## TO DO
Retyping the records exactly, down to the last line, is the whole job.
Content starts
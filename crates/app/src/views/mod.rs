//! Mock dashboard content mounted by the shell's content area.

use dioxus::prelude::*;
use shared_types::{ViewDescriptor, ViewKind};
use shared_ui::PageHeader;

mod academics;
mod campus;
mod dashboards;
mod finance;
mod hr;
mod placeholder;
mod research;

const PERCENT_MAX: f64 = 100.0;

/// `part` as a percentage of `whole`, capped at 100. Zero when `whole` is 0.
pub(crate) fn percent(part: u64, whole: u64) -> f64 {
    if whole == 0 {
        return 0.0;
    }
    (part as f64 / whole as f64 * PERCENT_MAX).min(PERCENT_MAX)
}

/// Thousands separators for whole currency amounts, e.g. `1234567` -> `"1,234,567"`.
pub(crate) fn group_thousands(amount: u64) -> String {
    let digits = amount.to_string();
    let mut out = String::with_capacity(digits.len() + digits.len() / 3);
    for (i, ch) in digits.chars().enumerate() {
        if i > 0 && (digits.len() - i) % 3 == 0 {
            out.push(',');
        }
        out.push(ch);
    }
    out
}

/// Renders whatever the view resolver picked for the active id.
#[component]
pub fn ContentArea(view: ViewDescriptor, breadcrumb: Vec<String>) -> Element {
    let title = view.title().to_string();

    match view {
        ViewDescriptor::View { view } => rsx! {
            PageHeader { title: title, breadcrumb: breadcrumb }
            MountedView { view: view }
        },
        ViewDescriptor::Placeholder { label } => rsx! {
            PageHeader { title: title, breadcrumb: breadcrumb }
            placeholder::Placeholder { label: label }
        },
        // The shell is not mounted for standalone roles; nothing to show here.
        ViewDescriptor::Standalone { .. } => rsx! {},
    }
}

#[component]
fn MountedView(view: ViewKind) -> Element {
    match view {
        ViewKind::AdminDashboard => rsx! { dashboards::AdminDashboard {} },
        ViewKind::FacultyDashboard => rsx! { dashboards::FacultyDashboard {} },
        ViewKind::DepartmentDashboard => rsx! { dashboards::DepartmentDashboard {} },
        ViewKind::FinanceOverview => rsx! { finance::FinanceOverview {} },
        ViewKind::FeeCollection => rsx! { finance::FeeCollection {} },
        ViewKind::Payroll => rsx! { finance::Payroll {} },
        ViewKind::HrOverview => rsx! { hr::HrOverview {} },
        ViewKind::StaffDirectory => rsx! { hr::StaffDirectory {} },
        ViewKind::LeaveManagement => rsx! { hr::LeaveManagement {} },
        ViewKind::ResearchOverview => rsx! { research::ResearchOverview {} },
        ViewKind::Grants => rsx! { research::Grants {} },
        ViewKind::Publications => rsx! { research::Publications {} },
        ViewKind::Timetable => rsx! { academics::Timetable {} },
        ViewKind::Courses => rsx! { academics::Courses {} },
        ViewKind::Examinations => rsx! { academics::Examinations {} },
        ViewKind::StudentRecords => rsx! { academics::StudentRecords {} },
        ViewKind::Library => rsx! { campus::Library {} },
        ViewKind::Reports => rsx! { campus::Reports {} },
    }
}
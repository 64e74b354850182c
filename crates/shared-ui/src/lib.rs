//! Presentational Dioxus components shared by the shell and the dashboard
//! views. Nothing here owns navigation state; callers pass it in as props.

pub mod components;

pub use components::*;
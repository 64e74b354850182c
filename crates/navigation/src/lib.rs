//! Navigation and view routing for the dashboard shell.
//!
//! Everything here is synchronous and UI-agnostic: the presentation layer
//! feeds user input into a [`ShellSession`] and renders whatever it reports.

pub mod config;
pub mod controller;
pub mod menus;
pub mod session;
pub mod sidebar;
pub mod views;

pub use controller::{NavigationController, Selection};
pub use session::{ShellEvent, ShellSession, ShellSnapshot};
pub use sidebar::{SidebarModel, SidebarPhase};
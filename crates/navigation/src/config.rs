use shared_types::ShellConfig;
use std::sync::OnceLock;

static CONFIG: OnceLock<ShellConfig> = OnceLock::new();

/// Parse shell settings, falling back to defaults when the contents are not
/// valid TOML for [`ShellConfig`].
pub fn parse_or_default(contents: &str) -> ShellConfig {
    match ShellConfig::from_toml_str(contents) {
        Ok(config) => {
            if config.shell.default_role.parse::<shared_types::Role>().is_err() {
                tracing::warn!(
                    role = %config.shell.default_role,
                    "unknown default_role, starting as admin"
                );
            }
            config
        }
        Err(err) => {
            tracing::warn!(%err, "invalid shell config, using defaults");
            ShellConfig::default()
        }
    }
}

/// Parse `contents` and store the result process-wide. Only the first call
/// has any effect.
pub fn load_shell_config(contents: &str) -> &'static ShellConfig {
    CONFIG.get_or_init(|| {
        let config = parse_or_default(contents);
        tracing::info!(
            role = %config.default_role(),
            collapsed = config.sidebar.collapsed,
            locked = config.sidebar.locked,
            "shell config loaded"
        );
        config
    })
}

/// The loaded shell config, or defaults if `load_shell_config` has not run.
pub fn shell_config() -> &'static ShellConfig {
    static DEFAULT: OnceLock<ShellConfig> = OnceLock::new();
    CONFIG
        .get()
        .unwrap_or_else(|| DEFAULT.get_or_init(ShellConfig::default))
}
Content ends
## ANSWER TO THIS TASK
filename crates/app/src/views/mod.rs
//! Mock dashboard content mounted by the shell's content area.

use dioxus::prelude::*;
use shared_types::{ViewDescriptor, ViewKind};
use shared_ui::PageHeader;

mod academics;
mod campus;
mod dashboards;
mod finance;
mod hr;
mod placeholder;
mod research;

const PERCENT_MAX: f64 = 100.0;

/// `part` as a percentage of `whole`, capped at 100. Zero when `whole` is 0.
pub(crate) fn percent(part: u64, whole: u64) -> f64 {
    if whole == 0 {
        return 0.0;
    }
    (part as f64 / whole as f64 * PERCENT_MAX).min(PERCENT_MAX)
}

/// Thousands separators for whole currency amounts, e.g. `1234567` -> `"1,234,567"`.
pub(crate) fn group_thousands(amount: u64) -> String {
    let digits = amount.to_string();
    let mut out = String::with_capacity(digits.len() + digits.len() / 3);
    for (i, ch) in digits.chars().enumerate() {
        if i > 0 && (digits.len() - i) % 3 == 0 {
            out.push(',');
        }
        out.push(ch);
    }
    out
}

/// Renders whatever the view resolver picked for the active id.
#[component]
pub fn ContentArea(view: ViewDescriptor, breadcrumb: Vec<String>) -> Element {
    let title = view.title().to_string();

    match view {
        ViewDescriptor::View { view } => rsx! {
            PageHeader { title: title, breadcrumb: breadcrumb }
            MountedView { view: view }
        },
        ViewDescriptor::Placeholder { label } => rsx! {
            PageHeader { title: title, breadcrumb: breadcrumb }
            placeholder::Placeholder { label: label }
        },
        // The shell is not mounted for standalone roles; nothing to show here.
        ViewDescriptor::Standalone { .. } => rsx! {},
    }
}

#[component]
fn MountedView(view: ViewKind) -> Element {
    match view {
        ViewKind::AdminDashboard => rsx! { dashboards::AdminDashboard {} },
        ViewKind::FacultyDashboard => rsx! { dashboards::FacultyDashboard {} },
        ViewKind::DepartmentDashboard => rsx! { dashboards::DepartmentDashboard {} },
        ViewKind::FinanceOverview => rsx! { finance::FinanceOverview {} },
        ViewKind::FeeCollection => rsx! { finance::FeeCollection {} },
        ViewKind::Payroll => rsx! { finance::Payroll {} },
        ViewKind::HrOverview => rsx! { hr::HrOverview {} },
        ViewKind::StaffDirectory => rsx! { hr::StaffDirectory {} },
        ViewKind::LeaveManagement => rsx! { hr::LeaveManagement {} },
        ViewKind::ResearchOverview => rsx! { research::ResearchOverview {} },
        ViewKind::Grants => rsx! { research::Grants {} },
        ViewKind::Publications => rsx! { research::Publications {} },
        ViewKind::Timetable => rsx! { academics::Timetable {} },
        ViewKind::Courses => rsx! { academics::Courses {} },
        ViewKind::Examinations => rsx! { academics::Examinations {} },
        ViewKind::StudentRecords => rsx! { academics::StudentRecords {} },
        ViewKind::Library => rsx! { campus::Library {} },
        ViewKind::Reports => rsx! { campus::Reports {} },
    }
}
repository 64e74b354850182c
filename crates/shared-ui/src/lib.rs
//! Presentational Dioxus components shared by the shell and the dashboard
//! views. Nothing here owns navigation state; callers pass it in as props.

pub mod components;

pub use components::*;
repository 64e74b354850182c
filename crates/navigation/src/lib.rs
//! Navigation and view routing for the dashboard shell.
//!
//! Everything here is synchronous and UI-agnostic: the presentation layer
//! feeds user input into a [`ShellSession`] and renders whatever it reports.

pub mod config;
pub mod controller;
pub mod menus;
pub mod session;
pub mod sidebar;
pub mod views;

pub use controller::{NavigationController, Selection};
pub use session::{ShellEvent, ShellSession, ShellSnapshot};
pub use sidebar::{SidebarModel, SidebarPhase};
filename crates/navigation/src/config.rs
use shared_types::ShellConfig;
use std::sync::OnceLock;

static CONFIG: OnceLock<ShellConfig> = OnceLock::new();

/// Parse shell settings, falling back to defaults when the contents are not
/// valid TOML for [`ShellConfig`].
pub fn parse_or_default(contents: &str) -> ShellConfig {
    match ShellConfig::from_toml_str(contents) {
        Ok(config) => {
            if config.shell.default_role.parse::<shared_types::Role>().is_err() {
                tracing::warn!(
                    role = %config.shell.default_role,
                    "unknown default_role, starting as admin"
                );
            }
            config
        }
        Err(err) => {
            tracing::warn!(%err, "invalid shell config, using defaults");
            ShellConfig::default()
        }
    }
}

/// Parse `contents` and store the result process-wide. Only the first call
/// has any effect.
pub fn load_shell_config(contents: &str) -> &'static ShellConfig {
    CONFIG.get_or_init(|| {
        let config = parse_or_default(contents);
        tracing::info!(
            role = %config.default_role(),
            collapsed = config.sidebar.collapsed,
            locked = config.sidebar.locked,
            "shell config loaded"
        );
        config
    })
}

/// The loaded shell config, or defaults if `load_shell_config` has not run.
pub fn shell_config() -> &'static ShellConfig {
    static DEFAULT: OnceLock<ShellConfig> = OnceLock::new();
    CONFIG
        .get()
        .unwrap_or_else(|| DEFAULT.get_or_init(ShellConfig::default))
}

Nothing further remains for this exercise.